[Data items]
::::::
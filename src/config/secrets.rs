//! Secrets store overlay for SMTP and email settings.
//!
//! The secret is a JSON object. Each setting can be given either by its
//! short name (`smtp_host`) or by its environment variable name
//! (`LANDING_API_SMTP_HOST`); `null` values are ignored.

use async_trait::async_trait;
use aws_sdk_secretsmanager::error::DisplayErrorContext;
use serde_json::{Map, Value};
use std::env;
use tracing::{info, warn};

use super::Settings;
use crate::error::{LandingError, LandingResult};

/// Source of secret strings, keyed by secret name.
#[async_trait]
pub trait SecretSource: Send + Sync {
    /// Fetch the secret string stored under `name`.
    ///
    /// Returns `Ok(None)` when the secret exists but carries no string value.
    async fn secret_string(&self, name: &str) -> LandingResult<Option<String>>;
}

/// AWS Secrets Manager backed [`SecretSource`].
pub struct AwsSecretsManager {
    client: aws_sdk_secretsmanager::Client,
}

impl AwsSecretsManager {
    /// Build a client from the default credential chain.
    ///
    /// The region comes from `AWS_REGION` when set, otherwise from the SDK's
    /// default provider chain.
    pub async fn from_env() -> Self {
        let mut loader = aws_config::defaults(aws_config::BehaviorVersion::latest());
        if let Ok(region) = env::var("AWS_REGION") {
            loader = loader.region(aws_config::Region::new(region));
        }
        let config = loader.load().await;

        Self {
            client: aws_sdk_secretsmanager::Client::new(&config),
        }
    }
}

#[async_trait]
impl SecretSource for AwsSecretsManager {
    async fn secret_string(&self, name: &str) -> LandingResult<Option<String>> {
        let output = self
            .client
            .get_secret_value()
            .secret_id(name)
            .send()
            .await
            .map_err(|e| {
                LandingError::secrets(
                    format!("failed to fetch secret {name}: {}", DisplayErrorContext(&e)),
                    None,
                )
            })?;

        Ok(output.secret_string().map(ToString::to_string))
    }
}

/// Fetch `name` from `source` and overlay it onto `settings`.
///
/// Any failure is logged and the original settings are returned unchanged.
pub async fn overlay_from_source<S>(settings: Settings, source: &S, name: &str) -> Settings
where
    S: SecretSource + ?Sized,
{
    let document = match source.secret_string(name).await {
        Ok(Some(document)) if !document.trim().is_empty() => document,
        Ok(_) => {
            warn!(secret = %name, "Secret has no string value; keeping environment settings");
            return settings;
        }
        Err(e) => {
            warn!(secret = %name, error = %e, "Secrets overlay failed; keeping environment settings");
            return settings;
        }
    };

    match apply_secret_document(settings.clone(), &document) {
        Ok(updated) => {
            info!(secret = %name, "Applied secrets overlay");
            updated
        }
        Err(e) => {
            warn!(secret = %name, error = %e, "Secret is not a valid settings document");
            settings
        }
    }
}

/// Apply a JSON secret document to `settings`.
///
/// # Errors
///
/// Returns an error if the document is not a JSON object or a value has the
/// wrong type for its setting.
pub fn apply_secret_document(mut settings: Settings, document: &str) -> LandingResult<Settings> {
    let value: Value = serde_json::from_str(document)
        .map_err(|e| LandingError::secrets("secret is not valid JSON", Some(Box::new(e))))?;
    let Value::Object(data) = value else {
        return Err(LandingError::secrets("secret must be a JSON object", None));
    };

    if let Some(host) = lookup_string(&data, "smtp_host")? {
        settings.smtp_host = host;
    }
    if let Some(port) = lookup_string(&data, "smtp_port")? {
        settings.smtp_port = port.parse::<u16>().map_err(|e| {
            LandingError::secrets(format!("smtp_port must be a port number, got: {port}"), Some(Box::new(e)))
        })?;
    }
    if let Some(username) = lookup_string(&data, "smtp_username")? {
        settings.smtp_username = Some(username);
    }
    if let Some(password) = lookup_string(&data, "smtp_password")? {
        settings.smtp_password = Some(password);
    }
    if let Some(use_tls) = lookup_string(&data, "smtp_use_tls")? {
        settings.smtp_use_tls = super::parse_bool("smtp_use_tls", &use_tls)?;
    }
    if let Some(from) = lookup_string(&data, "email_from")? {
        settings.email_from = from;
    }
    if let Some(to) = lookup_string(&data, "email_to")? {
        settings.email_to = to;
    }

    Ok(settings)
}

/// Look a setting up by short name, then by environment name. Scalars are
/// rendered to strings; the environment form wins when both are present.
fn lookup_string(data: &Map<String, Value>, field: &str) -> LandingResult<Option<String>> {
    let env_key = format!("LANDING_API_{}", field.to_ascii_uppercase());
    let mut found = None;

    for key in [field, env_key.as_str()] {
        match data.get(key) {
            None | Some(Value::Null) => {}
            Some(Value::String(s)) => found = Some(s.clone()),
            Some(Value::Number(n)) => found = Some(n.to_string()),
            Some(Value::Bool(b)) => found = Some(b.to_string()),
            Some(_) => {
                return Err(LandingError::secrets(
                    format!("{key} must be a string, number or boolean"),
                    None,
                ))
            }
        }
    }

    Ok(found)
}

#[cfg(test)]
#[allow(clippy::unwrap_used)]
mod tests {
    use super::*;

    struct StaticSecret(LandingResult<Option<String>>);

    #[async_trait]
    impl SecretSource for StaticSecret {
        async fn secret_string(&self, _name: &str) -> LandingResult<Option<String>> {
            match &self.0 {
                Ok(value) => Ok(value.clone()),
                Err(e) => Err(LandingError::secrets(e.to_string(), None)),
            }
        }
    }

    #[test]
    fn test_short_and_env_keys_are_both_accepted() {
        let document = r#"{
            "smtp_host": "smtp.short.example",
            "LANDING_API_SMTP_PORT": 2525,
            "smtp_use_tls": false,
            "LANDING_API_EMAIL_TO": "sales@example.com",
            "smtp_username": null
        }"#;

        let settings = apply_secret_document(Settings::default(), document).unwrap();

        assert_eq!(settings.smtp_host(), "smtp.short.example");
        assert_eq!(settings.smtp_port(), 2525);
        assert!(!settings.smtp_use_tls());
        assert_eq!(settings.email_to(), "sales@example.com");
        assert!(settings.smtp_username().is_none());
    }

    #[test]
    fn test_non_object_document_is_rejected() {
        assert!(apply_secret_document(Settings::default(), "[1, 2]").is_err());
        assert!(apply_secret_document(Settings::default(), "not json").is_err());
    }

    #[tokio::test]
    async fn test_overlay_failure_keeps_settings() {
        let source = StaticSecret(Err(LandingError::secrets("access denied", None)));
        let settings = overlay_from_source(Settings::default(), &source, "landing/config").await;
        assert_eq!(settings.smtp_host(), "localhost");
    }

    #[tokio::test]
    async fn test_overlay_applies_password() {
        let source = StaticSecret(Ok(Some(
            r#"{"LANDING_API_SMTP_PASSWORD": "hunter22"}"#.to_string(),
        )));
        let settings = overlay_from_source(Settings::default(), &source, "landing/config").await;
        assert_eq!(settings.smtp_password(), Some("hunter22"));
    }

    #[tokio::test]
    async fn test_overlay_with_bad_port_keeps_settings() {
        let source = StaticSecret(Ok(Some(r#"{"smtp_port": "not-a-port"}"#.to_string())));
        let settings = overlay_from_source(Settings::default(), &source, "landing/config").await;
        assert_eq!(settings.smtp_port(), 587);
    }
}
//! HTTP API: routes, middleware and the router shared by both entry points.

pub mod docs;
pub mod extractors;
pub mod handlers;
pub mod middleware;
pub mod models;
pub mod server;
::::::
Set down all the entries again, word for word.

filename src/config/secrets.rs
//! Secrets store overlay for SMTP and email settings.
//!
//! The secret is a JSON object. Each setting can be given either by its
//! short name (`smtp_host`) or by its environment variable name
//! (`LANDING_API_SMTP_HOST`); `null` values are ignored.

use async_trait::async_trait;
use aws_sdk_secretsmanager::error::DisplayErrorContext;
use serde_json::{Map, Value};
use std::env;
use tracing::{info, warn};

use super::Settings;
use crate::error::{LandingError, LandingResult};

/// Source of secret strings, keyed by secret name.
#[async_trait]
pub trait SecretSource: Send + Sync {
    /// Fetch the secret string stored under `name`.
    ///
    /// Returns `Ok(None)` when the secret exists but carries no string value.
    async fn secret_string(&self, name: &str) -> LandingResult<Option<String>>;
}

/// AWS Secrets Manager backed [`SecretSource`].
pub struct AwsSecretsManager {
    client: aws_sdk_secretsmanager::Client,
}

impl AwsSecretsManager {
    /// Build a client from the default credential chain.
    ///
    /// The region comes from `AWS_REGION` when set, otherwise from the SDK's
    /// default provider chain.
    pub async fn from_env() -> Self {
        let mut loader = aws_config::defaults(aws_config::BehaviorVersion::latest());
        if let Ok(region) = env::var("AWS_REGION") {
            loader = loader.region(aws_config::Region::new(region));
        }
        let config = loader.load().await;

        Self {
            client: aws_sdk_secretsmanager::Client::new(&config),
        }
    }
}

#[async_trait]
impl SecretSource for AwsSecretsManager {
    async fn secret_string(&self, name: &str) -> LandingResult<Option<String>> {
        let output = self
            .client
            .get_secret_value()
            .secret_id(name)
            .send()
            .await
            .map_err(|e| {
                LandingError::secrets(
                    format!("failed to fetch secret {name}: {}", DisplayErrorContext(&e)),
                    None,
                )
            })?;

        Ok(output.secret_string().map(ToString::to_string))
    }
}

/// Fetch `name` from `source` and overlay it onto `settings`.
///
/// Any failure is logged and the original settings are returned unchanged.
pub async fn overlay_from_source<S>(settings: Settings, source: &S, name: &str) -> Settings
where
    S: SecretSource + ?Sized,
{
    let document = match source.secret_string(name).await {
        Ok(Some(document)) if !document.trim().is_empty() => document,
        Ok(_) => {
            warn!(secret = %name, "Secret has no string value; keeping environment settings");
            return settings;
        }
        Err(e) => {
            warn!(secret = %name, error = %e, "Secrets overlay failed; keeping environment settings");
            return settings;
        }
    };

    match apply_secret_document(settings.clone(), &document) {
        Ok(updated) => {
            info!(secret = %name, "Applied secrets overlay");
            updated
        }
        Err(e) => {
            warn!(secret = %name, error = %e, "Secret is not a valid settings document");
            settings
        }
    }
}

/// Apply a JSON secret document to `settings`.
///
/// # Errors
///
/// Returns an error if the document is not a JSON object or a value has the
/// wrong type for its setting.
pub fn apply_secret_document(mut settings: Settings, document: &str) -> LandingResult<Settings> {
    let value: Value = serde_json::from_str(document)
        .map_err(|e| LandingError::secrets("secret is not valid JSON", Some(Box::new(e))))?;
    let Value::Object(data) = value else {
        return Err(LandingError::secrets("secret must be a JSON object", None));
    };

    if let Some(host) = lookup_string(&data, "smtp_host")? {
        settings.smtp_host = host;
    }
    if let Some(port) = lookup_string(&data, "smtp_port")? {
        settings.smtp_port = port.parse::<u16>().map_err(|e| {
            LandingError::secrets(format!("smtp_port must be a port number, got: {port}"), Some(Box::new(e)))
        })?;
    }
    if let Some(username) = lookup_string(&data, "smtp_username")? {
        settings.smtp_username = Some(username);
    }
    if let Some(password) = lookup_string(&data, "smtp_password")? {
        settings.smtp_password = Some(password);
    }
    if let Some(use_tls) = lookup_string(&data, "smtp_use_tls")? {
        settings.smtp_use_tls = super::parse_bool("smtp_use_tls", &use_tls)?;
    }
    if let Some(from) = lookup_string(&data, "email_from")? {
        settings.email_from = from;
    }
    if let Some(to) = lookup_string(&data, "email_to")? {
        settings.email_to = to;
    }

    Ok(settings)
}

/// Look a setting up by short name, then by environment name. Scalars are
/// rendered to strings; the environment form wins when both are present.
fn lookup_string(data: &Map<String, Value>, field: &str) -> LandingResult<Option<String>> {
    let env_key = format!("LANDING_API_{}", field.to_ascii_uppercase());
    let mut found = None;

    for key in [field, env_key.as_str()] {
        match data.get(key) {
            None | Some(Value::Null) => {}
            Some(Value::String(s)) => found = Some(s.clone()),
            Some(Value::Number(n)) => found = Some(n.to_string()),
            Some(Value::Bool(b)) => found = Some(b.to_string()),
            Some(_) => {
                return Err(LandingError::secrets(
                    format!("{key} must be a string, number or boolean"),
                    None,
                ))
            }
        }
    }

    Ok(found)
}

#[cfg(test)]
#[allow(clippy::unwrap_used)]
mod tests {
    use super::*;

    struct StaticSecret(LandingResult<Option<String>>);

    #[async_trait]
    impl SecretSource for StaticSecret {
        async fn secret_string(&self, _name: &str) -> LandingResult<Option<String>> {
            match &self.0 {
                Ok(value) => Ok(value.clone()),
                Err(e) => Err(LandingError::secrets(e.to_string(), None)),
            }
        }
    }

    #[test]
    fn test_short_and_env_keys_are_both_accepted() {
        let document = r#"{
            "smtp_host": "smtp.short.example",
            "LANDING_API_SMTP_PORT": 2525,
            "smtp_use_tls": false,
            "LANDING_API_EMAIL_TO": "sales@example.com",
            "smtp_username": null
        }"#;

        let settings = apply_secret_document(Settings::default(), document).unwrap();

        assert_eq!(settings.smtp_host(), "smtp.short.example");
        assert_eq!(settings.smtp_port(), 2525);
        assert!(!settings.smtp_use_tls());
        assert_eq!(settings.email_to(), "sales@example.com");
        assert!(settings.smtp_username().is_none());
    }

    #[test]
    fn test_non_object_document_is_rejected() {
        assert!(apply_secret_document(Settings::default(), "[1, 2]").is_err());
        assert!(apply_secret_document(Settings::default(), "not json").is_err());
    }

    #[tokio::test]
    async fn test_overlay_failure_keeps_settings() {
        let source = StaticSecret(Err(LandingError::secrets("access denied", None)));
        let settings = overlay_from_source(Settings::default(), &source, "landing/config").await;
        assert_eq!(settings.smtp_host(), "localhost");
    }

    #[tokio::test]
    async fn test_overlay_applies_password() {
        let source = StaticSecret(Ok(Some(
            r#"{"LANDING_API_SMTP_PASSWORD": "hunter22"}"#.to_string(),
        )));
        let settings = overlay_from_source(Settings::default(), &source, "landing/config").await;
        assert_eq!(settings.smtp_password(), Some("hunter22"));
    }

    #[tokio::test]
    async fn test_overlay_with_bad_port_keeps_settings() {
        let source = StaticSecret(Ok(Some(r#"{"smtp_port": "not-a-port"}"#.to_string())));
        let settings = overlay_from_source(Settings::default(), &source, "landing/config").await;
        assert_eq!(settings.smtp_port(), 587);
    }
}
//! HTTP API: routes, middleware and the router shared by both entry points.

pub mod docs;
pub mod extractors;
pub mod handlers;
pub mod middleware;
pub mod models;
pub mod server;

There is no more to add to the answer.